Сергеева-Клятис: Нина Берберова была очень жестким человеком, твердо стоящим на ногах, со здоровой психикой. Это ее, конечно, спасло. Она получила от связи с Ходасевичем самое лучшее и ушла в нужный момент. Ей хватило любви к себе самой. Потому что Ходасевич, конечно, находился в тяжелом нервном состоянии, и если бы она осталась, неизвестно, к чему бы это привело. Страдающей стороной оказалась его брошенная жена, Анна Чулкова. Они вместе пережили тяжелые годы, Анна Ивановна была ему другом и опорой. Владислав Фелицианович много болел, и в страшные годы пореволюционной разрухи, в отсутствие лекарств, жилья, денег, элементарных бытовых вещей, она все тяготы вынесла на своих плечах.
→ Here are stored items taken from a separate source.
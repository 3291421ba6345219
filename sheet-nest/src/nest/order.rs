use crate::config::SortStrategy;
use crate::entities::PlaceablePiece;
use itertools::Itertools;
use ordered_float::OrderedFloat;
use std::cmp::Reverse;

/// Indices of `pieces` in the order in which they are placed: descending by the key of `strategy`.
/// The sort is stable, pieces with equal keys keep their input order.
pub fn placement_order(pieces: &[PlaceablePiece], strategy: SortStrategy) -> Vec<usize> {
    match strategy {
        SortStrategy::None => (0..pieces.len()).collect_vec(),
        _ => (0..pieces.len())
            .sorted_by_cached_key(|&i| {
                let p = &pieces[i];
                Reverse(OrderedFloat(strategy.key(p.width, p.height).unwrap_or(0.0)))
            })
            .collect_vec(),
    }
}
use std::path::PathBuf;

use clap::Parser;
use log::LevelFilter;

#[derive(Parser, Debug)]
#[command(author, version, about)]
pub struct Cli {
    /// Part list to nest, as JSON
    #[arg(short, long, value_name = "FILE")]
    pub input_file: PathBuf,
    #[arg(short, long, value_name = "FOLDER")]
    pub solution_folder: PathBuf,
    #[arg(short, long, value_name = "FILE")]
    pub config_file: Option<PathBuf>,
    #[arg(
        short,
        long,
        value_name = "[off, error, warn, info, debug, trace]",
        default_value = "info"
    )]
    pub log_level: LevelFilter,
}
И вот в Петербурге возникает юная, прекрасная, восторженно смотрящая на Ходасевича, воспринимающая его как абсолютного гения, — Нина Берберова. Разрыв оказался тяжелым, потому что поэт безобразно оставлял жену, обманывал ее. Ему не хватало духа все честно сказать.

культура: Многим читателям, наверное, будет особенно интересна близкая к нашему времени история Иосифа Бродского и Марианны Басмановой. Тем более, адресат лирики живет в Петербурге, многим известен ее адрес, но только в дом она никого не пускает и не дает интервью...
Сергеева-Клятис: Басманова не хочет об этом рассказывать. И мне кажется, ведет себя очень значительно. Она сумела сделать то, чего многие не смогли. Анна Ахматова говорила про Л.Д. Менделееву: «Чтобы остаться Прекрасной Дамой, ей надо было просто промолчать». Но Любовь Дмитриевна не промолчала, а выпустила мемуары, где вся история с Блоком оказалась на поверхности.

То же можно сказать и про саму Анну Андреевну. Воспоминаний она не оставила, но очень многим делилась, зная, что за ней записывают. А Басманова не говорит ничего, и мне кажется, это достойная позиция. Очевидно, она не хочет делать свою любовь достоянием общественности. Мы можем восстановить канву, пытаясь лучше понять стихи с посвящением М.Б. Но история получится вынужденно пунктирная. Хотя тоже очень яркая и трагическая. Я не стремлюсь проникнуть в закрытые от нас вещи. Все сказанное — в стихах.

культура: А почему сюжеты в книге исключительно трагические?
Сергеева-Клятис: Так вышло, я не старалась специально выискивать. Более того, мне хотелось бы услышать счастливую историю любви русских поэтов. Может быть, есть какие-то исключения, но в основном применительно к русским лирикам слово «трагедия» непременно следует за словом «любовь».